# can i use fish tanks for mice



## rosanna (Dec 1, 2010)

i have plans for any mice i get, i would like to keep the males and female seperate, but my plan is to use my 2 large glass fish tanks for males and females (the tanks are approx3 foot long x2 foot high x1 foot wide, and the other is approx 2.5 foot longx 1.5 foot high x1 foot wide) the larger tank has a glass lid and the other has a plastic lid, i was then oging to use 3x plstic rodent tanks, 1 for breeding, 1 for pregnant females, and 1 for weaning babies, of course i am only planing in having 1 lot in each of these 3 tanks at a time. it this ok for them


----------



## kerryann (Oct 4, 2010)

i used my 3 foot fish tank for my mice, but had to make another lid for it as fish tank lids arnt normally suitable for mice. There wasnt enough air getting in and also they were able to escape. but with a little DIY it was good to go, and it now makes a lovely spaceous home for them


----------



## geordiesmice (Oct 26, 2010)

I have two 4ft tanks with two colonies of Spiny mice,they have bred successfully.I move some of the young out and there in smaller tanks.Fish tanks are ideal for keeping mice in but do not overcrowd and make sure they have a proper mesh lid too allow plenty air.Ive seen rodent rooms on a famous video site where they keep lots of mice in one tank and they just keep breeding it doesnt look the right way too keep mice.I think youll be fine the way your going to keep them good luck.


----------



## minibears (Jul 30, 2010)

tanks are great but heavy and awkward to clean  i use 60 litre storage tubs for just 2 or 3 mice, easy to clean, cheap to buy. i cut most of the middle of the lid out and put mesh on it. also melted holes for water bottles  tanks however have display qualities that tubs do not,


----------



## rosanna (Dec 1, 2010)

thank you, as i said i will be keeping males and females sperate and only breeding the ones that i choose to breed at certain times, i plan to have no more the 1 pair together, mating, 1 expectant mother and 1 set of weanlings at any one time


----------



## moustress (Sep 25, 2009)

Tanks deeper than 12 in. need to have holes in the sides to provide adequate ventilation to prevent build-up of ammonia. Beyond that, tanks are great housing. I like them because one of my great pleasures in life is watching my mousies. They are easy to keep clean and metal mesh tops can be purchased or easily built.


----------



## jessilynn (Jul 9, 2010)

All bucks need their own tanks. They do not get along, and will often fight to the death.


----------



## rosanna (Dec 1, 2010)

i thought that if there were no females around they would be fine


----------



## bethmccallister (Mar 5, 2010)

Unfortunately males do fight, sometimes to the death, and they need to have their own separate quarters.
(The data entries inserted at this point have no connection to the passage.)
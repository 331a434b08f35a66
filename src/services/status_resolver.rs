//! 考试状态推导 - 业务能力层
//!
//! 自动模式下，考试状态由当前时间和开关时间窗口决定：
//!
//! - 窗口内（两端都包含）→ `Ongoing`
//! - 窗口外且当前为 `Ongoing` → `Stopped`
//! - 其余情况保持原状态（手动设置的 `Running` / `Stopped` 不会被覆盖）
//!
//! 未开启自动模式或缺少任一时间的考试不受影响。时间无法解析时视为不在窗口内。
//! 这里只修改本地快照，和服务端的状态可能暂时不一致，直到下次重新拉取。

use chrono::NaiveDateTime;

use crate::models::{Exam, ExamStatus};

/// 一次状态变化
#[derive(Debug, Clone, PartialEq, Eq)]
pub struct Transition {
    pub exam_id: String,
    pub exam_name: String,
    pub from: ExamStatus,
    pub to: ExamStatus,
}

impl std::fmt::Display for Transition {
    fn fmt(&self, f: &mut std::fmt::Formatter<'_>) -> std::fmt::Result {
        write!(
            f,
            "{} ({}): {} → {}",
            self.exam_name, self.exam_id, self.from, self.to
        )
    }
}

/// 推导单个考试的状态，发生变化时返回变化记录
pub fn resolve_exam(exam: &mut Exam, now: NaiveDateTime) -> Option<Transition> {
    if !exam.has_auto_schedule() {
        return None;
    }

    let in_window = exam
        .auto_window()
        .is_some_and(|(start, end)| start <= now && now <= end);

    let next = if in_window {
        ExamStatus::Ongoing
    } else if exam.status == ExamStatus::Ongoing {
        ExamStatus::Stopped
    } else {
        return None;
    };

    if next == exam.status {
        return None;
    }

    let from = exam.status;
    exam.status = next;
    Some(Transition {
        exam_id: exam.id.clone(),
        exam_name: exam.name.clone(),
        from,
        to: next,
    })
}

/// 对整个考试列表推导一次状态，只修改 `status` 字段
pub fn resolve_statuses(exams: &mut [Exam], now: NaiveDateTime) -> Vec<Transition> {
    exams
        .iter_mut()
        .filter_map(|exam| resolve_exam(exam, now))
        .collect()
}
Even if they are brothers and were raised together, it seems like as soon as they hit puberty (about 6 weeks) they start fighting. You can put them in converted small plastic containers to save space. I cut out big rectangles on each long side and attached mesh to the outside with clips. I just make sure to take them out and let them run around a play area each day so they don't get bored or become unstimulated.


----------



## zany_toon (Apr 3, 2010)

I have 6 brothers living together with a multitude of toys - and until Saturday night there were 7 of them. Unfortunately Hubble died in his sleep but his brothers helped care for him while he was ill. And they are 11 months old. I've even reintroduced one of them after 3 days without any issues. So they don't always have to be separated and live on their own, it's just really hard sometimes to get them to live together!! There were 12 living together at one point but these 7 made a point of bullying their Siamese marked brothers, once they were separated they seemed to relax  Oh and they are in the same room as 23 females who they speak to on a regular basis (thank you for that Semolina you flirt :lol


----------



## jessilynn (Jul 9, 2010)

There are few sucess stories, but many tales of loss and death 

In the end it is up to you, but the chances of sucess are so slim, and it requires risking the lives of all the mice involved...


----------



## zany_toon (Apr 3, 2010)

It's a shame there are so few success stories and i have read many of the horror stories too. However, these boys get on very well with one another and as far as i am concerned they deserve a chance to live together. They ones living together just now rarely squabble (the girls I have squabble more) and I wouldn't keep them together if there was a risk. Any signs of bullying I immediately address and I have no qualms of separating them should the need arise, as I have already done this with their brothers. I think the fact that they looked after their sick brother for 2 weeks says more about how well my boys get on than anything else.


----------



## geordiesmice (Oct 26, 2010)

I agree with moustress , the tanks are great for viewing mice and you will need ventilation for smells, and a tip that jack mentioned in another thread sprinkle a little baking soda in the four corners of the tank.It helps to combat amonia and moisture . I have though all my Bucks kept seperate apart from two brothers till at the minute get on ok.


----------



## Carla (Nov 18, 2010)

I have a question, 
I have 1 large 4ft tank and was thinking of putting a divider in the middle so i could have my lone male on one side and my 2 females on the other side. At the moment i have my male in a cage but its not really suitable for when i start breeding and its difficult to clean. Something open and easy to view is much better. Any suggestions??
thanksss xx


----------



## minibears (Jul 30, 2010)

a 2 foot tank may be ok for u, or a few of them if need be, i find i can lift a tank that size for cleaning quite easily


----------



## bethmccallister (Mar 5, 2010)

I'm not sure what kind of divider you had in mind. I'm not sure what to recommend to use either. Every situation I've heard of ends in somehow the mouse chews through and there you have it. I've always wanted to find a way to make it work though. I just go get plastic tubs in the end and convert them. There is still the chance that the plastic will get chewed through but it's more reliable then a barrier between halves.


----------



## Carla (Nov 18, 2010)

Yeah, i think i will just keep my eye out for another smaller tank. 
Thanks again 
xxx


----------



## Bridgette Rena (Jan 28, 2011)

I think if tyou could figure a way for a sturdy enough divider you could separate them successfully. But the issue is finding something tough and sturdy enough. =P

You might just be better off finding another smaller tank for the buck.


----------